**PROVIDED INFORMATION**
*** Block opens ***

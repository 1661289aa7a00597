//! Error types for doclayout reconstruction.

use thiserror::Error;

/// Primary error type for layout reconstruction.
#[derive(Error, Debug)]
pub enum LayoutError {
    /// An element reference that is neither a `/kind/index` path nor a
    /// `[_, kind, index]` triple, or names an unplaceable kind.
    #[error("malformed element reference: {0}")]
    MalformedReference(String),

    /// A table cell addresses a slot outside the declared grid.
    #[error(
        "table {table}: cell at row {row}, column {column} (span {span}) \
         lies outside the {rows}x{columns} grid"
    )]
    GridShape {
        table: usize,
        row: usize,
        column: usize,
        span: usize,
        rows: usize,
        columns: usize,
    },

    #[error("worker pool error: {0}")]
    ThreadPool(String),

    #[error("json error: {0}")]
    Json(#[from] serde_json::Error),
}

/// Convenience Result type alias for LayoutError.
pub type Result<T> = std::result::Result<T, LayoutError>;
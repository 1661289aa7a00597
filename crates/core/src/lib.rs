//! doclayout - reading-order reconstruction for layout-analysis results.
//!
//! Takes the structured result of a layout-analysis service (paragraphs,
//! tables, figures, sections and recognized words, each located by
//! page-relative polygons) and produces per-page text in reading order,
//! Markdown tables and word-based confidence scores. No I/O happens here.

pub mod api;
pub mod confidence;
pub mod error;
pub mod layout;
pub mod model;
pub mod table;
pub mod utils;

pub use api::{
    CellDetail, ElementDetail, ExtractOptions, ExtractedDocument, PageRecord, analyze_document,
    extract_page_text,
};
pub use confidence::{ConfidenceScore, WordScope};
pub use error::{LayoutError, Result};
pub use layout::{DocumentLayout, FigureAssociation, FigureAssociations, PageLayout, assign_layout};
pub use model::{AnalysisResult, ElementKind, ElementRef};
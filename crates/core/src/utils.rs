//! Geometry helpers for page-relative polygons.
//!
//! Provides:
//! - Geometric types (Point, Rect, Polygon)
//! - Bounding rectangles of alternating x,y coordinate lists
//! - Axis-aligned containment used to attribute words to regions

use serde::{Deserialize, Serialize};

/// Floating-point infinity for bounding box calculations.
pub const INF_F64: f64 = f64::MAX;

/// A 2D point (x, y).
pub type Point = (f64, f64);

/// A rectangle defined by (x0, y0, x1, y1) where (x0, y0) is the minimum
/// corner and (x1, y1) the maximum corner.
pub type Rect = (f64, f64, f64, f64);

/// An outline as an alternating `x0, y0, x1, y1, ...` coordinate list.
///
/// Only the axis-aligned bounding box of the outline is ever used.
#[derive(Debug, Clone, Default, PartialEq, Serialize, Deserialize)]
#[serde(transparent)]
pub struct Polygon(pub Vec<f64>);

impl Polygon {
    pub fn new(coords: Vec<f64>) -> Self {
        Self(coords)
    }

    pub fn is_empty(&self) -> bool {
        self.0.is_empty()
    }

    pub fn coords(&self) -> &[f64] {
        &self.0
    }

    /// Iterates complete (x, y) pairs; a dangling trailing x is ignored.
    pub fn points(&self) -> impl Iterator<Item = Point> + '_ {
        self.0.chunks_exact(2).map(|p| (p[0], p[1]))
    }

    /// Bounding rectangle, or `None` when the polygon has no points.
    pub fn bbox(&self) -> Option<Rect> {
        if self.0.len() < 2 {
            return None;
        }
        Some(get_bound(self.points()))
    }
}

impl From<Vec<f64>> for Polygon {
    fn from(coords: Vec<f64>) -> Self {
        Self(coords)
    }
}

/// Computes a minimal rectangle that covers all the points.
pub fn get_bound<I: IntoIterator<Item = Point>>(pts: I) -> Rect {
    let mut x0 = INF_F64;
    let mut y0 = INF_F64;
    let mut x1 = -INF_F64;
    let mut y1 = -INF_F64;

    for (x, y) in pts {
        x0 = x0.min(x);
        y0 = y0.min(y);
        x1 = x1.max(x);
        y1 = y1.max(y);
    }

    (x0, y0, x1, y1)
}

/// Returns true if `inner` lies fully within `outer` (edges inclusive).
#[inline]
pub fn rect_contains(outer: Rect, inner: Rect) -> bool {
    outer.0 <= inner.0 && outer.2 >= inner.2 && outer.1 <= inner.1 && outer.3 >= inner.3
}

/// Checks whether a word polygon lies inside a region polygon.
///
/// This compares bounding boxes only, not true polygon containment.
/// Empty polygons never contain and are never contained.
pub fn is_polygon_inside(region: &Polygon, word: &Polygon) -> bool {
    match (region.bbox(), word.bbox()) {
        (Some(outer), Some(inner)) => rect_contains(outer, inner),
        _ => false,
    }
}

*** Block closes ***

Retype the entire listing without altering anything.

**REPLY**
repository 1661289aa7a00597
//! Error types for doclayout reconstruction.

use thiserror::Error;

/// Primary error type for layout reconstruction.
#[derive(Error, Debug)]
pub enum LayoutError {
    /// An element reference that is neither a `/kind/index` path nor a
    /// `[_, kind, index]` triple, or names an unplaceable kind.
    #[error("malformed element reference: {0}")]
    MalformedReference(String),

    /// A table cell addresses a slot outside the declared grid.
    #[error(
        "table {table}: cell at row {row}, column {column} (span {span}) \
         lies outside the {rows}x{columns} grid"
    )]
    GridShape {
        table: usize,
        row: usize,
        column: usize,
        span: usize,
        rows: usize,
        columns: usize,
    },

    #[error("worker pool error: {0}")]
    ThreadPool(String),

    #[error("json error: {0}")]
    Json(#[from] serde_json::Error),
}

/// Convenience Result type alias for LayoutError.
pub type Result<T> = std::result::Result<T, LayoutError>;
repository 1661289aa7a00597
filename crates/core/src/lib.rs
//! doclayout - reading-order reconstruction for layout-analysis results.
//!
//! Takes the structured result of a layout-analysis service (paragraphs,
//! tables, figures, sections and recognized words, each located by
//! page-relative polygons) and produces per-page text in reading order,
//! Markdown tables and word-based confidence scores. No I/O happens here.

pub mod api;
pub mod confidence;
pub mod error;
pub mod layout;
pub mod model;
pub mod table;
pub mod utils;

pub use api::{
    CellDetail, ElementDetail, ExtractOptions, ExtractedDocument, PageRecord, analyze_document,
    extract_page_text,
};
pub use confidence::{ConfidenceScore, WordScope};
pub use error::{LayoutError, Result};
pub use layout::{DocumentLayout, FigureAssociation, FigureAssociations, PageLayout, assign_layout};
pub use model::{AnalysisResult, ElementKind, ElementRef};
filename crates/core/src/utils.rs
//! Geometry helpers for page-relative polygons.
//!
//! Provides:
//! - Geometric types (Point, Rect, Polygon)
//! - Bounding rectangles of alternating x,y coordinate lists
//! - Axis-aligned containment used to attribute words to regions

use serde::{Deserialize, Serialize};

/// Floating-point infinity for bounding box calculations.
pub const INF_F64: f64 = f64::MAX;

/// A 2D point (x, y).
pub type Point = (f64, f64);

/// A rectangle defined by (x0, y0, x1, y1) where (x0, y0) is the minimum
/// corner and (x1, y1) the maximum corner.
pub type Rect = (f64, f64, f64, f64);

/// An outline as an alternating `x0, y0, x1, y1, ...` coordinate list.
///
/// Only the axis-aligned bounding box of the outline is ever used.
#[derive(Debug, Clone, Default, PartialEq, Serialize, Deserialize)]
#[serde(transparent)]
pub struct Polygon(pub Vec<f64>);

impl Polygon {
    pub fn new(coords: Vec<f64>) -> Self {
        Self(coords)
    }

    pub fn is_empty(&self) -> bool {
        self.0.is_empty()
    }

    pub fn coords(&self) -> &[f64] {
        &self.0
    }

    /// Iterates complete (x, y) pairs; a dangling trailing x is ignored.
    pub fn points(&self) -> impl Iterator<Item = Point> + '_ {
        self.0.chunks_exact(2).map(|p| (p[0], p[1]))
    }

    /// Bounding rectangle, or `None` when the polygon has no points.
    pub fn bbox(&self) -> Option<Rect> {
        if self.0.len() < 2 {
            return None;
        }
        Some(get_bound(self.points()))
    }
}

impl From<Vec<f64>> for Polygon {
    fn from(coords: Vec<f64>) -> Self {
        Self(coords)
    }
}

/// Computes a minimal rectangle that covers all the points.
pub fn get_bound<I: IntoIterator<Item = Point>>(pts: I) -> Rect {
    let mut x0 = INF_F64;
    let mut y0 = INF_F64;
    let mut x1 = -INF_F64;
    let mut y1 = -INF_F64;

    for (x, y) in pts {
        x0 = x0.min(x);
        y0 = y0.min(y);
        x1 = x1.max(x);
        y1 = y1.max(y);
    }

    (x0, y0, x1, y1)
}

/// Returns true if `inner` lies fully within `outer` (edges inclusive).
#[inline]
pub fn rect_contains(outer: Rect, inner: Rect) -> bool {
    outer.0 <= inner.0 && outer.2 >= inner.2 && outer.1 <= inner.1 && outer.3 >= inner.3
}

/// Checks whether a word polygon lies inside a region polygon.
///
/// This compares bounding boxes only, not true polygon containment.
/// Empty polygons never contain and are never contained.
pub fn is_polygon_inside(region: &Polygon, word: &Polygon) -> bool {
    match (region.bbox(), word.bbox()) {
        (Some(outer), Some(inner)) => rect_contains(outer, inner),
        _ => false,
    }
}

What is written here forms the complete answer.